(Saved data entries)
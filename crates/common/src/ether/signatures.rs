//! This module contains the logic for resolving human-readable signatures
//! from a 4-byte function selector or a 32-byte event topic hash.

use async_trait::async_trait;
use serde::{Deserialize, Serialize};
use serde_json::Value;
use tracing::{debug, trace};

use crate::{
    constants::{FOURBYTE_API_URL, HTTP_TIMEOUT_SECS, OPENCHAIN_LOOKUP_URL},
    error::SourceError,
    utils::{http::get_json_from_url, strings::replace_last},
};

/// A resolved function signature.
#[derive(Debug, Clone, Serialize, Deserialize, PartialEq, Eq)]
pub struct ResolvedFunction {
    /// The name of the function. For example, `transfer`.
    pub name: String,
    /// The function signature. For example, `transfer(address,uint256)`.
    pub signature: String,
    /// The inputs of the function. For example, `["address", "uint256"]`.
    pub inputs: Vec<String>,
}

/// A resolved log signature.
#[derive(Debug, Clone, Serialize, Deserialize, PartialEq, Eq)]
pub struct ResolvedLog {
    /// The name of the log. For example, `Transfer`.
    pub name: String,
    /// The log signature. For example, `Transfer(address,address,uint256)`.
    pub signature: String,
    /// The inputs of the log. For example, `["address", "address", "uint256"]`.
    pub inputs: Vec<String>,
}

/// A directory mapping selectors and topic hashes to text signatures.
#[async_trait]
pub trait SignatureDirectory: Send + Sync {
    /// A short name identifying the directory in logs and errors.
    fn name(&self) -> &'static str;

    /// Resolves a 4-byte function selector. `Ok(None)` when the directory
    /// holds no entry for it.
    async fn load_functions(
        &self,
        selector: &str,
    ) -> Result<Option<Vec<ResolvedFunction>>, SourceError>;

    /// Resolves a 32-byte event topic hash. `Ok(None)` when the directory
    /// holds no entry for it.
    async fn load_events(&self, hash: &str) -> Result<Option<Vec<ResolvedLog>>, SourceError>;
}

/// Splits a text signature like `transfer(address,uint256)` into its record
/// parts. Entries that are not of that shape are skipped by callers.
fn parse_signature_parts(text_signature: &str) -> Option<(String, Vec<String>)> {
    let (name, params) = text_signature.split_once('(')?;
    let inputs = replace_last(params, ")", "")
        .split(',')
        .filter(|input| !input.is_empty())
        .map(|input| input.to_string())
        .collect();
    Some((name.to_string(), inputs))
}

/// Strips an optional `0x` prefix from a selector or hash.
fn normalize(selector: &str) -> &str {
    selector.strip_prefix("0x").unwrap_or(selector)
}

/// The OpenChain signature database.
pub struct OpenChain;

impl OpenChain {
    async fn lookup(
        &self,
        kind: &'static str,
        selector: &str,
    ) -> Result<Option<Vec<String>>, SourceError> {
        let selector = normalize(selector);

        trace!("resolving {} selector {} via openchain", kind, selector);

        let response = get_json_from_url(
            &format!("{OPENCHAIN_LOOKUP_URL}?filter=false&{kind}=0x{selector}"),
            HTTP_TIMEOUT_SECS,
        )
        .await
        .map_err(|e| SourceError::new(self.name(), selector, e))?;

        let Some(response) = response else { return Ok(None) };

        // walk result.<kind>.<0xselector> to the match array
        let results = match response
            .get("result")
            .and_then(|result| result.get(kind))
            .and_then(|entries| entries.get(format!("0x{selector}")))
            .and_then(|item| item.as_array())
        {
            Some(results) => results.to_vec(),
            None => return Ok(None),
        };

        trace!("found {} possible signatures for selector {}", results.len(), selector);

        let signatures = results
            .iter()
            .filter_map(|entry| entry.get("name").and_then(|name| name.as_str()))
            .map(|text| text.to_string())
            .collect::<Vec<_>>();

        Ok(match signatures.len() {
            0 => None,
            _ => Some(signatures),
        })
    }
}

#[async_trait]
impl SignatureDirectory for OpenChain {
    fn name(&self) -> &'static str {
        "openchain"
    }

    async fn load_functions(
        &self,
        selector: &str,
    ) -> Result<Option<Vec<ResolvedFunction>>, SourceError> {
        Ok(self.lookup("function", selector).await?.map(|signatures| {
            signatures
                .into_iter()
                .filter_map(|signature| {
                    let (name, inputs) = parse_signature_parts(&signature)?;
                    Some(ResolvedFunction { name, signature, inputs })
                })
                .collect()
        }))
    }

    async fn load_events(&self, hash: &str) -> Result<Option<Vec<ResolvedLog>>, SourceError> {
        Ok(self.lookup("event", hash).await?.map(|signatures| {
            signatures
                .into_iter()
                .filter_map(|signature| {
                    let (name, inputs) = parse_signature_parts(&signature)?;
                    Some(ResolvedLog { name, signature, inputs })
                })
                .collect()
        }))
    }
}

/// The 4byte.directory signature database.
pub struct FourByte;

impl FourByte {
    async fn lookup(
        &self,
        endpoint: &'static str,
        selector: &str,
    ) -> Result<Option<Vec<String>>, SourceError> {
        let selector = normalize(selector);

        trace!("resolving selector {} via 4byte {}", selector, endpoint);

        let response = get_json_from_url(
            &format!("{FOURBYTE_API_URL}/{endpoint}/?hex_signature=0x{selector}"),
            HTTP_TIMEOUT_SECS,
        )
        .await
        .map_err(|e| SourceError::new(self.name(), selector, e))?;

        let Some(response) = response else { return Ok(None) };

        let results = match response.get("results").and_then(|r| r.as_array()) {
            Some(results) => results.to_vec(),
            None => return Ok(None),
        };

        let signatures = parse_fourbyte_results(&results);

        Ok(match signatures.len() {
            0 => None,
            _ => Some(signatures),
        })
    }
}

/// Pulls the text signatures out of a 4byte result array, oldest first so
/// the earliest (least spammy) submission leads.
fn parse_fourbyte_results(results: &[Value]) -> Vec<String> {
    let mut entries = results
        .iter()
        .filter_map(|entry| {
            let id = entry.get("id").and_then(|id| id.as_u64()).unwrap_or(u64::MAX);
            let text = entry.get("text_signature").and_then(|t| t.as_str())?;
            Some((id, text.to_string()))
        })
        .collect::<Vec<_>>();
    entries.sort_by_key(|(id, _)| *id);
    entries.into_iter().map(|(_, text)| text).collect()
}

#[async_trait]
impl SignatureDirectory for FourByte {
    fn name(&self) -> &'static str {
        "fourbyte"
    }

    async fn load_functions(
        &self,
        selector: &str,
    ) -> Result<Option<Vec<ResolvedFunction>>, SourceError> {
        Ok(self.lookup("signatures", selector).await?.map(|signatures| {
            signatures
                .into_iter()
                .filter_map(|signature| {
                    let (name, inputs) = parse_signature_parts(&signature)?;
                    Some(ResolvedFunction { name, signature, inputs })
                })
                .collect()
        }))
    }

    async fn load_events(&self, hash: &str) -> Result<Option<Vec<ResolvedLog>>, SourceError> {
        Ok(self.lookup("event-signatures", hash).await?.map(|signatures| {
            signatures
                .into_iter()
                .filter_map(|signature| {
                    let (name, inputs) = parse_signature_parts(&signature)?;
                    Some(ResolvedLog { name, signature, inputs })
                })
                .collect()
        }))
    }
}

/// A composite directory that queries its members in order and returns the
/// first non-empty answer. Same fallback discipline as
/// [`AnySource`](super::sources::AnySource): no entry advances, failure
/// short-circuits.
pub struct AnyDirectory {
    directories: Vec<Box<dyn SignatureDirectory>>,
}

impl AnyDirectory {
    /// Builds a composite over the given directories, queried in order.
    pub fn new(directories: Vec<Box<dyn SignatureDirectory>>) -> Self {
        Self { directories }
    }

    /// Resolves a 4-byte function selector across all member directories.
    pub async fn load_functions(
        &self,
        selector: &str,
    ) -> Result<Option<Vec<ResolvedFunction>>, SourceError> {
        for directory in &self.directories {
            if let Some(resolved) = directory.load_functions(selector).await? {
                debug!(
                    "{} resolved {} function signatures for {}",
                    directory.name(),
                    resolved.len(),
                    selector
                );
                return Ok(Some(resolved));
            }
        }
        Ok(None)
    }

    /// Resolves a 32-byte event topic hash across all member directories.
    pub async fn load_events(
        &self,
        hash: &str,
    ) -> Result<Option<Vec<ResolvedLog>>, SourceError> {
        for directory in &self.directories {
            if let Some(resolved) = directory.load_events(hash).await? {
                debug!(
                    "{} resolved {} event signatures for {}",
                    directory.name(),
                    resolved.len(),
                    hash
                );
                return Ok(Some(resolved));
            }
        }
        Ok(None)
    }
}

Work instructions:
Restate word for word the lines above, beginning with the one that contains "pub struct AnyDirectory" and ending with the last line.

Answer to this task:
pub struct AnyDirectory {
    directories: Vec<Box<dyn SignatureDirectory>>,
}

impl AnyDirectory {
    /// Builds a composite over the given directories, queried in order.
    pub fn new(directories: Vec<Box<dyn SignatureDirectory>>) -> Self {
        Self { directories }
    }

    /// Resolves a 4-byte function selector across all member directories.
    pub async fn load_functions(
        &self,
        selector: &str,
    ) -> Result<Option<Vec<ResolvedFunction>>, SourceError> {
        for directory in &self.directories {
            if let Some(resolved) = directory.load_functions(selector).await? {
                debug!(
                    "{} resolved {} function signatures for {}",
                    directory.name(),
                    resolved.len(),
                    selector
                );
                return Ok(Some(resolved));
            }
        }
        Ok(None)
    }

    /// Resolves a 32-byte event topic hash across all member directories.
    pub async fn load_events(
        &self,
        hash: &str,
    ) -> Result<Option<Vec<ResolvedLog>>, SourceError> {
        for directory in &self.directories {
            if let Some(resolved) = directory.load_events(hash).await? {
                debug!(
                    "{} resolved {} event signatures for {}",
                    directory.name(),
                    resolved.len(),
                    hash
                );
                return Ok(Some(resolved));
            }
        }
        Ok(None)
    }
}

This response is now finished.